This post is the second in a series (see its introduction: htm) arguing that meta-analytic means are often meaningless, because (1) they include results from invalid tests of the research question of interest to the meta-analyst, and (2) they average across fundamentally incommensurable results. In this post we focus primarily on problem (2), though problem (1) makes one or two guest appearances.
We did not choose this meta-analysis because it is atypical or especially problematic. We chose it because we believe it is typical and representatively problematic. Indeed, our critique is aimed at the enterprise of meta-analysis rather than at these particular meta-analysts, who, as far as we can tell, were simply doing what meta-analysts are instructed to do.
Authors of a recent PNAS article meta-analyzed 447 effects of “nudging” on behavior (.htm). In the abstract, the authors report “that choice architecture interventions [i.e., nudges] overall promote behavior change with a small to medium effect size of Cohen’s d = 0.43”, and that “the effectiveness of choice architecture interventions varies significantly as a function of technique and domain”.
This paper has gotten a fair bit of attention, both because of its claims about the average effects of nudges, and because letters published in PNAS, responding to this article, have proposed that the overall average effect may be much smaller – perhaps as low as zero – when correcting for publication bias (letter 1 | letter 2). Indeed, letter 1 is titled, “No evidence for nudging after adjusting for publication bias.”
In this post, we walk through a few studies included in this meta-analysis, and in so doing illustrate the problems with meta-analytic averages. We argue that these problems render meaningless both the published averages as well as the (ostensibly) bias-corrected versions of those averages.
Combining Incommensurable Results
In this post, we focus our discussion on the fact that this meta-analysis averages across incommensurable results. That doesn’t mean that the authors ignored differences across studies. On the contrary, they conducted two separate moderator analyses, one that breaks down the results by nudge type (e.g., defaults vs. reminders) and one that breaks them down by domain (e.g., finance vs. food). In this section, we review studies within two of these categories, essentially asking whether it makes sense to average within a subset of studies investigating reminders or a subset of studies investigating food decisions.

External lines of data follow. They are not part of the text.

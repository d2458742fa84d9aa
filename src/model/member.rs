use serde::{Deserialize, Serialize};

/// A roster entry scoped to one project.
/// Refreshed wholesale on each fetch, never partially patched.
#[derive(Debug, Clone, PartialEq, Eq, Serialize, Deserialize)]
pub struct TeamMember {
    pub id: String,
    pub name: String,
    pub email: String,
    /// Join timestamp, carried verbatim from the server
    pub joined_at: String,
    /// "Member" or "Owner" as issued by the server; carried verbatim
    pub role: String,
}
pub mod auth_ops;
pub mod task_ops;
use regex::Regex;
use tracing::info;

use crate::api::endpoints;
use crate::api::error::ApiError;
use crate::api::gateway::Gateway;
use crate::store::session::SessionManager;

/// Local credential checks, run before anything goes over the wire
#[derive(Debug, Clone, PartialEq, Eq, thiserror::Error)]
pub enum CredentialError {
    #[error("all fields are required")]
    MissingField,
    #[error("password must be at least 6 characters long")]
    PasswordTooShort,
    #[error("please enter a valid email address")]
    InvalidEmail,
}

/// Error type for auth flows
#[derive(Debug, thiserror::Error)]
pub enum AuthError {
    #[error(transparent)]
    Invalid(#[from] CredentialError),
    #[error(transparent)]
    Api(#[from] ApiError),
}

/// Input for the registration flow
#[derive(Debug, Clone, Default)]
pub struct RegisterForm {
    pub first_name: String,
    pub last_name: String,
    pub email: String,
    pub password: String,
}

fn email_is_valid(email: &str) -> bool {
    Regex::new(r"^[^\s@]+@[^\s@]+\.[^\s@]+$")
        .map(|re| re.is_match(email))
        .unwrap_or(false)
}

pub fn validate_registration(form: &RegisterForm) -> Result<(), CredentialError> {
    if form.first_name.trim().is_empty()
        || form.last_name.trim().is_empty()
        || form.email.trim().is_empty()
        || form.password.trim().is_empty()
    {
        return Err(CredentialError::MissingField);
    }
    if form.password.len() < 6 {
        return Err(CredentialError::PasswordTooShort);
    }
    if !email_is_valid(&form.email) {
        return Err(CredentialError::InvalidEmail);
    }
    Ok(())
}

pub fn validate_login(email: &str, password: &str) -> Result<(), CredentialError> {
    if email.trim().is_empty() || password.trim().is_empty() {
        return Err(CredentialError::MissingField);
    }
    Ok(())
}

/// Sign in and hand the confirmed user to the session manager.
/// The session cookie lands in the gateway's cookie store.
pub async fn login(
    gateway: &dyn Gateway,
    session: &mut SessionManager,
    email: &str,
    password: &str,
) -> Result<(), AuthError> {
    validate_login(email, password)?;
    let user = endpoints::login(gateway, email, password).await?;
    info!(user = %user.id, "logged in");
    session.set_authenticated(user, true);
    Ok(())
}

/// Create an account. Returns the server-issued user ID; the caller still
/// has to log in (the server does not start a session on registration).
pub async fn register(gateway: &dyn Gateway, form: &RegisterForm) -> Result<String, AuthError> {
    validate_registration(form)?;
    let username = format!("{} {}", form.first_name.trim(), form.last_name.trim());
    let user_id = endpoints::register(gateway, &username, form.email.trim(), &form.password).await?;
    info!(user = %user_id, "registered");
    Ok(user_id)
}

#[cfg(test)]
mod tests {
    use super::*;

    fn valid_form() -> RegisterForm {
        RegisterForm {
            first_name: "John".into(),
            last_name: "Doe".into(),
            email: "john@example.com".into(),
            password: "hunter22".into(),
        }
    }

    #[test]
    fn valid_registration_passes() {
        assert_eq!(validate_registration(&valid_form()), Ok(()));
    }

    #[test]
    fn blank_fields_rejected() {
        for field in ["first_name", "last_name", "email", "password"] {
            let mut form = valid_form();
            match field {
                "first_name" => form.first_name = "  ".into(),
                "last_name" => form.last_name = String::new(),
                "email" => form.email = String::new(),
                _ => form.password = String::new(),
            }
            assert_eq!(
                validate_registration(&form),
                Err(CredentialError::MissingField),
                "field: {field}"
            );
        }
    }

    #[test]
    fn short_password_rejected() {
        let mut form = valid_form();
        form.password = "12345".into();
        assert_eq!(
            validate_registration(&form),
            Err(CredentialError::PasswordTooShort)
        );
    }

    #[test]
    fn malformed_email_rejected() {
        for email in ["no-at-sign", "two@@example.com ", "user@nodot", "a b@c.com"] {
            let mut form = valid_form();
            form.email = email.into();
            assert_eq!(
                validate_registration(&form),
                Err(CredentialError::InvalidEmail),
                "email: {email}"
            );
        }
    }

    #[test]
    fn login_requires_both_fields() {
        assert_eq!(validate_login("", "pw"), Err(CredentialError::MissingField));
        assert_eq!(
            validate_login("john@example.com", " "),
            Err(CredentialError::MissingField)
        );
        assert_eq!(validate_login("john@example.com", "pw"), Ok(()));
    }
}
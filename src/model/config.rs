use std::fs;
use std::path::Path;

use serde::{Deserialize, Serialize};

/// Environment variable that overrides `[api].base_url`
pub const API_URL_ENV: &str = "TASKBOARD_API";

/// Configuration from taskboard.toml
#[derive(Debug, Clone, Serialize, Deserialize)]
pub struct ClientConfig {
    pub api: ApiConfig,
    #[serde(default)]
    pub rules: RuleConfig,
}

#[derive(Debug, Clone, Serialize, Deserialize)]
pub struct ApiConfig {
    /// Base URL of the tracker API, e.g. "https://tracker.example.com/api"
    pub base_url: String,
    #[serde(default = "default_timeout_secs")]
    pub timeout_secs: u64,
}

/// Validation rules that depend on deployment (see `ops::task_ops::validate_draft`)
#[derive(Debug, Clone, Default, Serialize, Deserialize)]
pub struct RuleConfig {
    /// Reject drafts whose deadline is in the past. Only meaningful for
    /// deployments where tasks still carry a deadline field.
    #[serde(default)]
    pub require_future_deadline: bool,
}

fn default_timeout_secs() -> u64 {
    30
}

impl Default for ClientConfig {
    fn default() -> Self {
        ClientConfig {
            api: ApiConfig {
                base_url: "http://localhost:5000".into(),
                timeout_secs: default_timeout_secs(),
            },
            rules: RuleConfig::default(),
        }
    }
}

/// Error type for config loading
#[derive(Debug, thiserror::Error)]
pub enum ConfigError {
    #[error("cannot read {path}: {source}")]
    ReadError {
        path: String,
        source: std::io::Error,
    },
    #[error("invalid config: {0}")]
    ParseError(#[from] toml::de::Error),
}

impl ClientConfig {
    /// Read taskboard.toml from `dir`. A missing file yields the defaults;
    /// the `TASKBOARD_API` env var overrides the base URL either way.
    pub fn load(dir: &Path) -> Result<ClientConfig, ConfigError> {
        let path = dir.join("taskboard.toml");
        let mut config = if path.exists() {
            let text = fs::read_to_string(&path).map_err(|e| ConfigError::ReadError {
                path: path.display().to_string(),
                source: e,
            })?;
            toml::from_str(&text)?
        } else {
            ClientConfig::default()
        };
        if let Ok(url) = std::env::var(API_URL_ENV)
            && !url.is_empty()
        {
            config.api.base_url = url;
        }
        Ok(config)
    }
}
use std::collections::HashSet;

/// Which task rows currently have their action menu expanded.
///
/// Rows are independent: any number may be open at once, and toggling one
/// never touches another. Menus for deleted tasks are pruned so the set
/// doesn't accumulate dead keys.
#[derive(Debug, Clone, Default)]
pub struct RowMenus {
    open: HashSet<String>,
}

impl RowMenus {
    pub fn new() -> Self {
        RowMenus::default()
    }

    /// Flip the menu for one task; self-inverse.
    pub fn toggle(&mut self, task_id: &str) {
        if !self.open.remove(task_id) {
            self.open.insert(task_id.to_string());
        }
    }

    /// Explicit close, used after any menu action fires so one click both
    /// performs the action and collapses the menu.
    pub fn collapse(&mut self, task_id: &str) {
        self.open.remove(task_id);
    }

    pub fn is_open(&self, task_id: &str) -> bool {
        self.open.contains(task_id)
    }

    /// Drop entries whose task no longer exists.
    pub fn prune<'a>(&mut self, live_ids: impl IntoIterator<Item = &'a str>) {
        let live: HashSet<&str> = live_ids.into_iter().collect();
        self.open.retain(|id| live.contains(id.as_str()));
    }
}

#[cfg(test)]
mod tests {
    use super::*;

    #[test]
    fn toggle_is_its_own_inverse() {
        let mut rows = RowMenus::new();
        assert!(!rows.is_open("t-1"));
        rows.toggle("t-1");
        assert!(rows.is_open("t-1"));
        rows.toggle("t-1");
        assert!(!rows.is_open("t-1"));
    }

    #[test]
    fn rows_are_independent() {
        let mut rows = RowMenus::new();
        rows.toggle("t-1");
        rows.toggle("t-2");
        assert!(rows.is_open("t-1"));
        assert!(rows.is_open("t-2"));
        rows.toggle("t-1");
        assert!(!rows.is_open("t-1"));
        assert!(rows.is_open("t-2"));
    }

    #[test]
    fn collapse_is_idempotent() {
        let mut rows = RowMenus::new();
        rows.toggle("t-1");
        rows.collapse("t-1");
        assert!(!rows.is_open("t-1"));
        rows.collapse("t-1");
        assert!(!rows.is_open("t-1"));
    }

    #[test]
    fn prune_drops_dead_keys() {
        let mut rows = RowMenus::new();
        rows.toggle("t-1");
        rows.toggle("t-2");
        rows.toggle("t-3");
        rows.prune(["t-1", "t-3"]);
        assert!(rows.is_open("t-1"));
        assert!(!rows.is_open("t-2"));
        assert!(rows.is_open("t-3"));
    }
}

Obviously, we did not approach this task by reading all ~200 studies. In the interest of (our) time and to maximize informativeness, we decided in advance to focus on the extremes: the biggest and smallest effect size estimates within each category. Do these studies provide valid answers to the question of interest to the meta-analyst? Does it make sense to combine them? Let’s take a look.
The meta-analysts defined a reminder as anything that increases "the attentional salience of desirable behavior to overcome inattention due to information overload” . Figure 4 from the PNAS paper, reprinted below, shows that the average effect of reminders is d = .29. Let’s review the studies generating the smallest and largest effect sizes and consider whether it makes sense to average across them.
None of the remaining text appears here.